What if there was a public health problem so big that even public health leaders were too enmeshed in its grip to be able to warn against its perils?
I worry that we are in that very conundrum with regard to our relationship with technology. It has accelerated from being part of our world to becoming the world. Since most of us are increasingly tied to screens for work and our social existence, it poses a challenge to viewing technology as a public health concern.
When 3 out of 4 people report spending more time with their phone than their romantic partner, and with the average American checking their phone 350+ times a day, a 4-fold increase from 2019, who is left to study in an objective way what this technology is doing to all of us?
Loneliness, technology use, and the pandemic
Loneliness is a crisis in the U.S., with 58% of Americans reporting loneliness in 2021. We also know that loneliness has significant health effects, including a 29% increased risk of mortality, roughly akin to obesity or smoking 15 cigarettes daily.
U.S. Surgeon General Vivek Murthy has been raising awareness about the epidemic of loneliness for many years. And in May, 2023, he released a groundbreaking report [pdf] on the topic, stating:
“Our epidemic of loneliness and isolation has been an under-appreciated public health crisis that has harmed individual and societal health. Given the significant health consequences of loneliness and isolation, we must prioritize building social connection the same way we have prioritized other critical public health issues such as tobacco, obesity, and substance use disorders.” (Read more of his statement here)
We know that with increased exposure to, and use of, social media, people feel lonelier and more isolated.

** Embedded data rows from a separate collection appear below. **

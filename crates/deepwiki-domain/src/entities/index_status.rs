use serde::{Deserialize, Serialize};
use std::collections::BTreeMap;

/// Current on-disk schema version for `IndexStatus` and the vector table
/// layout. Bumping this forces `migrate_status` to run on next load.
pub const CURRENT_SCHEMA_VERSION: u32 = 1;

/// Per-file bookkeeping kept inside `IndexStatus` so an incremental run can
/// tell which chunks belong to which file without re-scanning the store.
#[derive(Debug, Clone, PartialEq, Serialize, Deserialize)]
pub struct FileStatusEntry {
    pub sha256: String,
    pub chunk_ids: Vec<String>,
}

/// Persisted record of the last successful index run. Owned by the Indexer;
/// rewritten after every run, write-then-rename for atomicity.
#[derive(Debug, Clone, PartialEq, Serialize, Deserialize)]
pub struct IndexStatus {
    /// Seconds since the Unix epoch, matching the wire shape in the
    /// filesystem layout contract.
    pub indexed_at: f64,
    pub total_files: u64,
    pub total_chunks: u64,
    pub schema_version: u32,
    pub files: BTreeMap<String, FileStatusEntry>,
}

impl IndexStatus {
    pub fn empty() -> Self {
        IndexStatus {
            indexed_at: 0.0,
            total_files: 0,
            total_chunks: 0,
            schema_version: CURRENT_SCHEMA_VERSION,
            files: BTreeMap::new(),
        }
    }

    /// `status.schema_version < CURRENT_SCHEMA_VERSION`.
    pub fn needs_migration(&self) -> bool {
        self.schema_version < CURRENT_SCHEMA_VERSION
    }
}

impl Default for IndexStatus {
    fn default() -> Self {
        Self::empty()
    }
}

#[cfg(test)]
mod tests {
    use super::*;

    #[test]
    fn fresh_status_does_not_need_migration() {
        assert!(!IndexStatus::empty().needs_migration());
    }

    #[test]
    fn older_schema_needs_migration() {
        let mut status = IndexStatus::empty();
        status.schema_version = 0;
        assert!(status.needs_migration());
    }

    #[test]
    fn round_trips_through_json() {
        let mut status = IndexStatus::empty();
        status.total_files = 3;
        status.files.insert(
            "src/a.py".to_string(),
            FileStatusEntry {
                sha256: "deadbeef".to_string(),
                chunk_ids: vec!["abc123".to_string()],
            },
        );
        let json = serde_json::to_string(&status).unwrap();
        let restored: IndexStatus = serde_json::from_str(&json).unwrap();
        assert_eq!(status, restored);
    }
}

The pandemic, meanwhile, increased our use of devices significantly. One study that tracked cell phone use showed a mean of 233 minutes (3 hours, 53 minutes) per day in 2019, increasing 19% to 278 (4 hours, 38 minutes) in 2020-21.
In a moment where we have devices in every room and on our person at all times, devices that promise to connect us, they are helping to do the opposite: isolating us from each other. They are pulling us from our human nature to create live, social connections. Instead, we become numbed and distracted into hours of “connecting” with our devices.
Mental health, technology use, and the pandemic
Access to technology is clearly important for connecting humans with information (including health information). And some apps and other basic technologies may help address health problems and reduce health disparities. But the health effects of tech overload are becoming clear. Frequent technology use appears to increase anxiety and depression, suicidal thoughts, and poor self-esteem.
A patient I saw in the last week shared how he was dealing with depression. When I dug a bit further, he began to talk about how work in a library has become increasingly isolated since the pandemic. In-person meetings are infrequent, and he misses the social aspect of work. “I hardly ever see my colleagues in person anymore,” he shared.
Between meetings that are increasingly virtual and the culture of working from home, he described barely recognizing his workplace of the present. Additionally, a “doors closed” culture that persists from the pandemic, initially done in the name of virus control and prevention, now seems to simply prevent human interaction.
And what do all of these behaviors–virtual meetings, working from home, and closed doors–serve to enhance? Our unobstructed time interacting with our screens, phones, tablets, smartwatches, and computers. All of which are attractive, intentionally addictive alternatives to interacting with other humans.
A dilemma for public health
How can public health be fully aware of the hazardous health effects of tech overload when we too are consumed by it?
I offer a parallel. How would our field speak to the harms of smoking if most public health workers were chain smokers? It would surely muffle, if not altogether suffocate, our ability to study the harms of smoking or to advocate for a move away from smoking altogether.
The recent Surgeon General Advisory proposes steps toward a national strategy to advance social connection. The report includes recommendations at every level, from government and technology companies to our workplaces and communities. And importantly, it includes efforts to “reform the digital environment”.
Ultimately, our ability to speak to the harms of technology for individual and collective health, and our ability to direct the use of technology in ways that are good for health, will be connected to how we, as public health workers, control the use of tech in our own lives and workplaces.